Frente a la política de la contención (containment), la de interacción (engagement) o cooperación practicada hasta ahora, con mayor o menor entusiasmo, por las diversas administraciones norteamericanas desde Nixon es la respuesta adecuada. China, que llevaba siglos encerrada en sí misma, acepta ahora la apertura al mundo. Al integrar a China en la economía mundial, dejándola que se convierta en uno de los grandes campeones de la globalización, se promueve su apertura política: nuevas clases sociales, más de 300 millones de teléfonos móviles, más de 100 millones de internautas, cientos de miles de estudiantes en el extranjero, millones de turistas que van y vienen. El resultado es ya un país mucho más abierto que un cuarto de siglo atrás. Es posible que un día China llegue a dotarse de un sistema democrático. De ser así, sería una democracia sui géneris, pasada por el filtro de la cultura china, una democracia con características chinas, del mismo modo que el budismo adquirió en China el calificativo de chan (o zen), o el socialismo tiene también características chinas. No es seguro que el cambio económico desemboque en un cambio político, pero la única posibilidad de que éste llegue es a través de aquél.

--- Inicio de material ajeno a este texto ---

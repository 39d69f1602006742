//! Attempt submission and scoring
//!
//! Stateless: reads the active row and the vocabulary, writes the classified
//! row back through the grid.

use super::{AttemptGrid, GameError, Pattern, Word, same_spelling};
use crate::wordlists::Vocabulary;

/// Result of a scored submission that did not fail
#[derive(Debug, Clone, PartialEq, Eq)]
pub enum SubmitOutcome {
    /// The target was found, the grid is ended
    Solved,
    /// A valid word that is not the target; the grid moved to the next row
    Missed(Pattern),
}

/// Score the active row against the grid's target word
///
/// 1. A row with blank cells fails with `InsufficientInput`.
/// 2. A row spelled exactly like the target (accents included) wins.
/// 3. Otherwise the row must be in `vocabulary` (normalized lookup), else
///    `UnknownWord` and nothing changes.
/// 4. The dictionary spelling is classified against the target, written back
///    and the grid advances. On the last row the classified row stays visible
///    and `OutOfAttempts` is returned.
///
/// A guess whose vocabulary entry lists the target's own spelling also wins:
/// this is how a target with accents is found from unaccented keystrokes.
///
/// # Errors
/// `GameOver`, `InsufficientInput`, `UnknownWord` or `OutOfAttempts`.
pub fn submit_attempt(
    grid: &mut AttemptGrid,
    vocabulary: &Vocabulary,
) -> Result<SubmitOutcome, GameError> {
    if grid.is_ended() {
        return Err(GameError::GameOver);
    }

    let attempt = grid.current_word();

    if attempt.chars().count() < grid.word_length() {
        return Err(GameError::InsufficientInput);
    }

    let target = grid.word().to_string();

    if same_spelling(&attempt, &target)
        || vocabulary
            .spellings(&attempt)
            .iter()
            .any(|spelling| same_spelling(spelling, &target))
    {
        word_hit(grid, &target);
        return Ok(SubmitOutcome::Solved);
    }

    let Some(found) = vocabulary.lookup(&attempt) else {
        return Err(GameError::UnknownWord(attempt));
    };

    let guess = Word::new(found).map_err(|_| GameError::UnknownWord(attempt.clone()))?;
    let target_word = Word::new(&target).map_err(|_| GameError::UnknownWord(attempt))?;
    let pattern = Pattern::calculate(&guess, &target_word);

    let mut cells = grid.current_attempt_cells();
    for ((cell, letter), result) in cells.iter_mut().zip(found.chars()).zip(pattern.results()) {
        cell.letter = Some(letter);
        cell.result = Some(*result);
    }
    grid.update_current_attempt(cells);

    grid.next_attempt()?;

    Ok(SubmitOutcome::Missed(pattern))
}

/// Write the target's own letters as correct and end the game
fn word_hit(grid: &mut AttemptGrid, target: &str) {
    let mut cells = grid.current_attempt_cells();
    for (cell, letter) in cells.iter_mut().zip(target.chars()) {
        cell.letter = Some(letter);
        cell.result = Some(super::LetterResult::Correct);
    }
    grid.update_current_attempt(cells);
    grid.set_ended(true);
}
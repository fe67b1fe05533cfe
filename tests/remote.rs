//! Remote pipeline integration tests
//!
//! Runs the OpenAI client against a local fake service

use std::sync::{Arc, Mutex};
use std::time::Duration;

use axum::Router;
use axum::body::Bytes;
use axum::http::{HeaderMap, StatusCode, header};
use axum::response::IntoResponse;
use axum::routing::post;
use secrecy::SecretString;
use serde_json::{Value, json};
use tokio_util::sync::CancellationToken;

use lumi::config::RemoteConfig;
use lumi::{
    AudioBuffer, AudioFormat, ChatTurn, OpenAiClient, RemoteError, RemotePipeline, WithTimeout,
};

mod common;

/// Start a fake service and return its API base URL
async fn serve(router: Router) -> String {
    let listener = tokio::net::TcpListener::bind("127.0.0.1:0").await.unwrap();
    let addr = listener.local_addr().unwrap();
    tokio::spawn(async move {
        axum::serve(listener, router).await.unwrap();
    });
    format!("http://{addr}/v1")
}

fn client_for(base_url: String) -> OpenAiClient {
    let config = RemoteConfig {
        api_key: Some(SecretString::from("sk-test".to_string())),
        base_url,
        ..RemoteConfig::default()
    };
    OpenAiClient::new(&config).unwrap()
}

fn wav() -> AudioBuffer {
    AudioBuffer::new(b"RIFF----WAVEfmt ".to_vec(), AudioFormat::Wav)
}

type Seen = Arc<Mutex<Vec<String>>>;

#[tokio::test]
async fn test_transcribe_posts_multipart_with_language() {
    let seen: Seen = Arc::default();
    let recorder = Arc::clone(&seen);
    let router = Router::new().route(
        "/v1/audio/transcriptions",
        post(move |headers: HeaderMap, body: Bytes| async move {
            let auth = headers[header::AUTHORIZATION].to_str().unwrap().to_string();
            recorder.lock().unwrap().push(auth);
            recorder
                .lock()
                .unwrap()
                .push(String::from_utf8_lossy(&body).into_owned());
            axum::Json(json!({ "text": "konnichiwa" }))
        }),
    );
    let client = client_for(serve(router).await);

    let text = client
        .transcribe(&wav(), Some("ja"), &CancellationToken::new())
        .await
        .unwrap();

    assert_eq!(text, "konnichiwa");
    let seen = seen.lock().unwrap();
    assert_eq!(seen[0], "Bearer sk-test");
    assert!(seen[1].contains("whisper-1"));
    assert!(seen[1].contains("name=\"language\""));
    assert!(seen[1].contains("audio.wav"));
}

#[tokio::test]
async fn test_generate_reply_sends_context() {
    let seen: Arc<Mutex<Option<Value>>> = Arc::default();
    let recorder = Arc::clone(&seen);
    let router = Router::new().route(
        "/v1/chat/completions",
        post(move |axum::Json(body): axum::Json<Value>| async move {
            *recorder.lock().unwrap() = Some(body);
            axum::Json(json!({
                "choices": [{ "message": { "role": "assistant", "content": "hello back" } }]
            }))
        }),
    );
    let client = client_for(serve(router).await);

    let context = [ChatTurn::system("be kind"), ChatTurn::user("hello")];
    let reply = client
        .generate_reply(&context, &CancellationToken::new())
        .await
        .unwrap();

    assert_eq!(reply, "hello back");
    let body = seen.lock().unwrap().clone().unwrap();
    assert_eq!(body["model"], "gpt-4o-mini");
    assert_eq!(body["messages"][0]["role"], "system");
    assert_eq!(body["messages"][1]["role"], "user");
    assert_eq!(body["messages"][1]["content"], "hello");
}

#[tokio::test]
async fn test_synthesize_returns_mp3_bytes() {
    let seen: Arc<Mutex<Option<Value>>> = Arc::default();
    let recorder = Arc::clone(&seen);
    let router = Router::new().route(
        "/v1/audio/speech",
        post(move |axum::Json(body): axum::Json<Value>| async move {
            *recorder.lock().unwrap() = Some(body);
            ([(header::CONTENT_TYPE, "audio/mpeg")], vec![0xFF, 0xFB, 0x90, 0x00])
        }),
    );
    let client = client_for(serve(router).await);

    let audio = client
        .synthesize("hello", &CancellationToken::new())
        .await
        .unwrap();

    assert_eq!(audio.format, AudioFormat::Mp3);
    assert_eq!(audio.data, [0xFF, 0xFB, 0x90, 0x00]);
    let body = seen.lock().unwrap().clone().unwrap();
    assert_eq!(body["input"], "hello");
    assert_eq!(body["model"], "tts-1");
    assert_eq!(body["voice"], "alloy");
}

#[tokio::test]
async fn test_structured_error_maps_to_service_error() {
    let router = Router::new().route(
        "/v1/chat/completions",
        post(|| async {
            (
                StatusCode::UNAUTHORIZED,
                axum::Json(json!({ "error": { "message": "Incorrect API key" } })),
            )
        }),
    );
    let client = client_for(serve(router).await);

    let result = client
        .generate_reply(&[ChatTurn::user("hi")], &CancellationToken::new())
        .await;

    assert_eq!(
        result,
        Err(RemoteError::Service {
            status: 401,
            message: "Incorrect API key".to_string(),
        })
    );
}

#[tokio::test]
async fn test_plain_error_body_is_kept() {
    let router = Router::new().route(
        "/v1/audio/speech",
        post(|| async { (StatusCode::BAD_GATEWAY, "upstream down").into_response() }),
    );
    let client = client_for(serve(router).await);

    let result = client.synthesize("hi", &CancellationToken::new()).await;

    assert_eq!(
        result,
        Err(RemoteError::Service {
            status: 502,
            message: "upstream down".to_string(),
        })
    );
}

#[tokio::test]
async fn test_malformed_body_is_decode_error() {
    let router = Router::new().route(
        "/v1/audio/transcriptions",
        post(|| async { "not json" }),
    );
    let client = client_for(serve(router).await);

    let result = client
        .transcribe(&wav(), None, &CancellationToken::new())
        .await;

    assert!(matches!(result, Err(RemoteError::Decode(_))), "{result:?}");
}

#[tokio::test]
async fn test_unreachable_service_is_transport_error() {
    let listener = tokio::net::TcpListener::bind("127.0.0.1:0").await.unwrap();
    let addr = listener.local_addr().unwrap();
    drop(listener);
    let client = client_for(format!("http://{addr}/v1"));

    let result = client
        .generate_reply(&[ChatTurn::user("hi")], &CancellationToken::new())
        .await;

    assert!(matches!(result, Err(RemoteError::Transport(_))), "{result:?}");
}

fn slow_router() -> Router {
    Router::new().route(
        "/v1/chat/completions",
        post(|| async {
            tokio::time::sleep(Duration::from_secs(10)).await;
            axum::Json(json!({ "choices": [] }))
        }),
    )
}

#[tokio::test]
async fn test_cancel_abandons_in_flight_call() {
    let client = client_for(serve(slow_router()).await);
    let cancel = CancellationToken::new();

    let trigger = cancel.clone();
    tokio::spawn(async move {
        tokio::time::sleep(Duration::from_millis(50)).await;
        trigger.cancel();
    });

    let result = common::within(client.generate_reply(&[ChatTurn::user("hi")], &cancel)).await;

    assert_eq!(result, Err(RemoteError::Cancelled));
}

#[tokio::test]
async fn test_slow_service_times_out() {
    let limit = Duration::from_millis(100);
    let client = WithTimeout::new(client_for(serve(slow_router()).await), limit);

    let result = common::within(
        client.generate_reply(&[ChatTurn::user("hi")], &CancellationToken::new()),
    )
    .await;

    assert_eq!(result, Err(RemoteError::Timeout(limit)));
}
//! Transcript store
//!
//! Append-only log of the utterances exchanged in the conversation. The turn
//! controller is the only writer; the presentation layer reads snapshots and
//! subscribes to appends.

use std::fmt;
use std::sync::{Arc, PoisonError, RwLock};

use chrono::{DateTime, Utc};
use serde::{Deserialize, Serialize};
use tokio::sync::broadcast;
use uuid::Uuid;

/// Channel capacity for transcript appends
const CHANNEL_CAPACITY: usize = 64;

/// Who produced an utterance
#[derive(Debug, Clone, Copy, PartialEq, Eq, Serialize, Deserialize)]
#[serde(rename_all = "snake_case")]
pub enum Role {
    /// The person speaking into the microphone
    User,
    /// The generated reply
    Assistant,
}

impl Role {
    /// Wire name used by chat APIs
    #[must_use]
    pub const fn as_str(self) -> &'static str {
        match self {
            Self::User => "user",
            Self::Assistant => "assistant",
        }
    }
}

impl fmt::Display for Role {
    fn fmt(&self, f: &mut fmt::Formatter<'_>) -> fmt::Result {
        f.write_str(self.as_str())
    }
}

/// One turn of text, immutable once created
#[derive(Debug, Clone, PartialEq, Eq, Serialize, Deserialize)]
pub struct Utterance {
    /// Unique identifier
    pub id: Uuid,
    /// Speaker
    pub role: Role,
    /// Text content
    pub text: String,
    /// When the stage that produced it completed
    pub produced_at: DateTime<Utc>,
}

impl Utterance {
    /// Create an utterance stamped with the current time
    #[must_use]
    pub fn new(role: Role, text: impl Into<String>) -> Self {
        Self {
            id: Uuid::new_v4(),
            role,
            text: text.into(),
            produced_at: Utc::now(),
        }
    }
}

/// Shared, append-only utterance log
///
/// Clones share the same log.
#[derive(Clone)]
pub struct Transcript {
    entries: Arc<RwLock<Vec<Utterance>>>,
    tx: broadcast::Sender<Utterance>,
}

impl Default for Transcript {
    fn default() -> Self {
        Self::new()
    }
}

impl fmt::Debug for Transcript {
    fn fmt(&self, f: &mut fmt::Formatter<'_>) -> fmt::Result {
        f.debug_struct("Transcript")
            .field("len", &self.len())
            .finish_non_exhaustive()
    }
}

impl Transcript {
    /// Create an empty transcript
    #[must_use]
    pub fn new() -> Self {
        let (tx, _) = broadcast::channel(CHANNEL_CAPACITY);
        Self {
            entries: Arc::new(RwLock::new(Vec::new())),
            tx,
        }
    }

    /// Subscribe to appended utterances
    #[must_use]
    pub fn subscribe(&self) -> broadcast::Receiver<Utterance> {
        self.tx.subscribe()
    }

    /// Append a new utterance and notify subscribers
    pub fn append(&self, role: Role, text: impl Into<String>) -> Utterance {
        let utterance = Utterance::new(role, text);
        self.entries
            .write()
            .unwrap_or_else(PoisonError::into_inner)
            .push(utterance.clone());

        // Ignore errors if no subscribers
        let _ = self.tx.send(utterance.clone());

        tracing::debug!(role = %utterance.role, chars = utterance.text.len(), "utterance appended");
        utterance
    }

    /// Copy of every utterance in order
    #[must_use]
    pub fn snapshot(&self) -> Vec<Utterance> {
        self.entries
            .read()
            .unwrap_or_else(PoisonError::into_inner)
            .clone()
    }

    /// The most recent `limit` utterances in order
    #[must_use]
    pub fn recent(&self, limit: usize) -> Vec<Utterance> {
        let entries = self.entries.read().unwrap_or_else(PoisonError::into_inner);
        let start = entries.len().saturating_sub(limit);
        entries[start..].to_vec()
    }

    /// Number of utterances
    #[must_use]
    pub fn len(&self) -> usize {
        self.entries
            .read()
            .unwrap_or_else(PoisonError::into_inner)
            .len()
    }

    /// Whether no utterance has been appended yet
    #[must_use]
    pub fn is_empty(&self) -> bool {
        self.len() == 0
    }
}
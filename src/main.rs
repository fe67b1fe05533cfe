use std::io::BufRead;
use std::path::PathBuf;
use std::process::ExitCode;
use std::sync::Arc;
use std::time::Duration;

use clap::{Parser, Subcommand};
use tokio::sync::broadcast::error::RecvError;
use tokio_util::sync::CancellationToken;
use tracing_subscriber::EnvFilter;

use lumi::voice::{
    AudioBuffer, AudioFormat, MicCapture, PLAYBACK_SAMPLE_RATE, SpeakerPlayback, samples_to_wav,
};
use lumi::{
    CaptureSource, Config, ControllerHandle, Notice, OpenAiClient, PlaybackSink, RemotePipeline,
    SessionState, TurnController, WithTimeout,
};

/// LUMI - Talk to a chat model with your voice
#[derive(Parser)]
#[command(name = "lumi", version, about)]
struct Cli {
    /// Config file (defaults to the platform config directory)
    #[arg(short, long, env = "LUMI_CONFIG")]
    config: Option<PathBuf>,

    /// Language hint for transcription (e.g. "ja", "en")
    #[arg(short, long)]
    language: Option<String>,

    /// Stay idle after each reply instead of listening again
    #[arg(long)]
    manual_listen: bool,

    /// Increase verbosity (-v, -vv, -vvv)
    #[arg(short, long, action = clap::ArgAction::Count)]
    verbose: u8,

    #[command(subcommand)]
    command: Option<Command>,
}

#[derive(Subcommand)]
#[allow(clippy::enum_variant_names)]
enum Command {
    /// Test microphone input
    TestMic {
        /// Duration in seconds
        #[arg(short, long, default_value = "5")]
        duration: u64,
    },
    /// Test speaker output
    TestSpeaker,
    /// Test TTS output
    TestTts {
        /// Text to speak
        #[arg(default_value = "Hello! This is a test of the text to speech system.")]
        text: String,
    },
}

#[tokio::main]
async fn main() -> ExitCode {
    // Before parsing so .env can supply clap's env fallbacks
    let dotenv = dotenvy::dotenv();
    let cli = Cli::parse();

    // Set up logging based on verbosity
    let filter = match cli.verbose {
        0 => "warn,lumi=info",
        1 => "info,lumi=debug",
        2 => "debug",
        _ => "trace",
    };

    tracing_subscriber::fmt()
        .with_env_filter(EnvFilter::try_from_default_env().unwrap_or_else(|_| EnvFilter::new(filter)))
        .with_writer(std::io::stderr)
        .init();

    // Process environment wins over .env
    if let Ok(path) = dotenv {
        tracing::debug!(path = %path.display(), "loaded .env");
    }

    match run(cli).await {
        Ok(()) => ExitCode::SUCCESS,
        Err(e) => {
            tracing::error!("fatal: {e}");
            ExitCode::FAILURE
        }
    }
}

#[allow(clippy::future_not_send)]
async fn run(cli: Cli) -> anyhow::Result<()> {
    if let Some(Command::TestMic { duration }) = cli.command {
        return test_mic(duration).await;
    }
    if let Some(Command::TestSpeaker) = cli.command {
        return test_speaker().await;
    }

    let mut config = Config::load(cli.config.as_deref())?;
    if let Some(language) = cli.language {
        config.conversation.language = Some(language);
    }
    if cli.manual_listen {
        config.conversation.auto_rearm = false;
    }
    tracing::debug!(?config, "loaded configuration");

    if let Some(Command::TestTts { text }) = cli.command {
        return test_tts(&config, &text).await;
    }

    converse(config).await
}

#[allow(clippy::future_not_send)]
async fn converse(config: Config) -> anyhow::Result<()> {
    let client = OpenAiClient::new(&config.remote)?;
    let remote: Arc<dyn RemotePipeline> =
        Arc::new(WithTimeout::new(client, config.remote.request_timeout));

    let capture = MicCapture::new()?;
    let playback = SpeakerPlayback::new()?;

    let (controller, handle) = TurnController::new(capture, playback, remote, config.conversation);

    println!("LUMI - speak, then press Enter to send.");
    println!("Commands: [Enter] send | c clear | l listen | q quit\n");

    tokio::spawn(print_events(handle.clone()));
    tokio::spawn(shutdown_on_ctrl_c(handle.clone()));
    spawn_input_reader(handle);

    // Audio streams are not Send; drive the controller on this task
    controller.run().await;
    Ok(())
}

/// Forward stdin lines to the controller
///
/// Runs on a plain thread so a pending read never blocks runtime shutdown.
fn spawn_input_reader(handle: ControllerHandle) {
    std::thread::spawn(move || {
        for line in std::io::stdin().lock().lines() {
            let Ok(line) = line else { break };
            let sent = match line.trim() {
                "" => handle.commit(),
                "c" | "clear" => handle.clear(),
                "l" | "listen" => handle.listen(),
                "q" | "quit" => {
                    let _ = handle.shutdown();
                    return;
                }
                other => {
                    println!("Unknown command: {other}");
                    Ok(())
                }
            };
            if sent.is_err() {
                return;
            }
        }
        // stdin closed
        let _ = handle.shutdown();
    });
}

async fn shutdown_on_ctrl_c(handle: ControllerHandle) {
    if tokio::signal::ctrl_c().await.is_ok() {
        tracing::info!("interrupted");
        let _ = handle.shutdown();
    }
}

async fn print_events(handle: ControllerHandle) {
    let mut states = handle.subscribe_state();
    let mut utterances = handle.subscribe_transcript();
    let mut notices = handle.subscribe_notices();

    loop {
        tokio::select! {
            changed = states.changed() => {
                if changed.is_err() {
                    break;
                }
                let state = states.borrow_and_update().clone();
                print_state(&state);
            }
            utterance = utterances.recv() => match utterance {
                Ok(utterance) => println!("{}: {}", utterance.role, utterance.text),
                Err(RecvError::Lagged(n)) => tracing::warn!(skipped = n, "transcript display lagged"),
                Err(RecvError::Closed) => break,
            },
            Ok(notice) = notices.recv() => match notice {
                Notice::PermissionDenied(reason) => {
                    println!("Microphone access denied ({reason}).");
                    println!("Grant access to the microphone, then type 'l' to listen.");
                }
            },
        }
    }
}

fn print_state(state: &SessionState) {
    match state {
        SessionState::Idle => println!("[idle] type 'l' to listen"),
        SessionState::Listening => println!("[listening] press Enter when done speaking"),
        SessionState::Busy => println!("[thinking]"),
        SessionState::Error(message) => println!("[error] {message} (type 'c' to retry)"),
    }
}

/// Test microphone input
#[allow(clippy::future_not_send)]
async fn test_mic(duration: u64) -> anyhow::Result<()> {
    println!("Testing microphone for {duration} seconds...");
    println!("Speak into your microphone!\n");

    let mut capture = MicCapture::new()?;
    let _fault = capture.start()?;
    println!("---");

    for i in 0..duration {
        tokio::time::sleep(Duration::from_secs(1)).await;

        let samples = capture.peek_buffer();
        let energy = calculate_rms(&samples);
        let peak = samples.iter().map(|s| s.abs()).fold(0.0f32, f32::max);

        // Visual meter
        #[allow(clippy::cast_possible_truncation, clippy::cast_sign_loss)]
        let meter_len = (energy * 100.0).min(50.0) as usize;
        let meter: String = "█".repeat(meter_len) + &" ".repeat(50 - meter_len);

        println!(
            "[{:2}s] RMS: {:.4} | Peak: {:.4} | [{}]",
            i + 1,
            energy,
            peak,
            meter
        );

        capture.clear_buffer();
    }

    let _ = capture.stop();

    println!("\n---");
    println!("If you saw movement in the meter, your mic is working!");
    println!("If RMS stayed near 0, check that the input device is connected and unmuted.");

    Ok(())
}

/// Calculate RMS energy of audio samples
#[allow(clippy::cast_precision_loss)]
fn calculate_rms(samples: &[f32]) -> f32 {
    if samples.is_empty() {
        return 0.0;
    }
    let sum_squares: f32 = samples.iter().map(|s| s * s).sum();
    (sum_squares / samples.len() as f32).sqrt()
}

/// Test speaker output with a sine wave
#[allow(clippy::future_not_send)]
async fn test_speaker() -> anyhow::Result<()> {
    println!("Testing speaker output...");
    println!("You should hear a 440Hz tone for 2 seconds\n");

    let frequency = 440.0_f32;
    let num_samples = PLAYBACK_SAMPLE_RATE as usize * 2;

    #[allow(clippy::cast_precision_loss)]
    let samples: Vec<f32> = (0..num_samples)
        .map(|i| {
            let t = i as f32 / PLAYBACK_SAMPLE_RATE as f32;
            (2.0 * std::f32::consts::PI * frequency * t).sin() * 0.3
        })
        .collect();

    let wav = samples_to_wav(&samples, PLAYBACK_SAMPLE_RATE)?;
    play_to_end(AudioBuffer::new(wav, AudioFormat::Wav)).await?;

    println!("\n---");
    println!("If you heard the tone, your speakers are working!");

    Ok(())
}

/// Test TTS output
#[allow(clippy::future_not_send)]
async fn test_tts(config: &Config, text: &str) -> anyhow::Result<()> {
    println!("Testing TTS with text: \"{text}\"\n");

    let client = WithTimeout::new(
        OpenAiClient::new(&config.remote)?,
        config.remote.request_timeout,
    );

    println!("Synthesizing speech...");
    let audio = client
        .synthesize(text, &CancellationToken::new())
        .await
        .map_err(|e| anyhow::anyhow!("TTS synthesis failed: {e}"))?;
    println!("Got {} bytes of audio data", audio.len());

    println!("Playing audio...");
    play_to_end(audio).await?;
    println!("Done!");

    Ok(())
}

#[allow(clippy::future_not_send)]
async fn play_to_end(audio: AudioBuffer) -> anyhow::Result<()> {
    let mut playback = SpeakerPlayback::new()?;
    let completion = playback.play(audio)?;
    let outcome = completion.await;
    playback.stop();
    Ok(outcome?)
}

Si, un tercio de siglo atrás, Kissinger y Nixon encontraron un país postrado por la miseria y los horrores de la revolución cultural, hoy China ha alcanzado cotas de desarrollo económico que entonces nadie podía imaginar. Todo apunta a que en otro tercio de siglo se convertirá en una gran potencia, o superpotencia, categoría a la que hoy pertenece en exclusiva EE.UU. Resultará a mediados del siglo XXI, bien una nueva bipolaridad, bien un mundo multipolar, del que formarán parte Europa, si es capaz de superar sus dudas existenciales, y tal vez otros países como India o Rusia.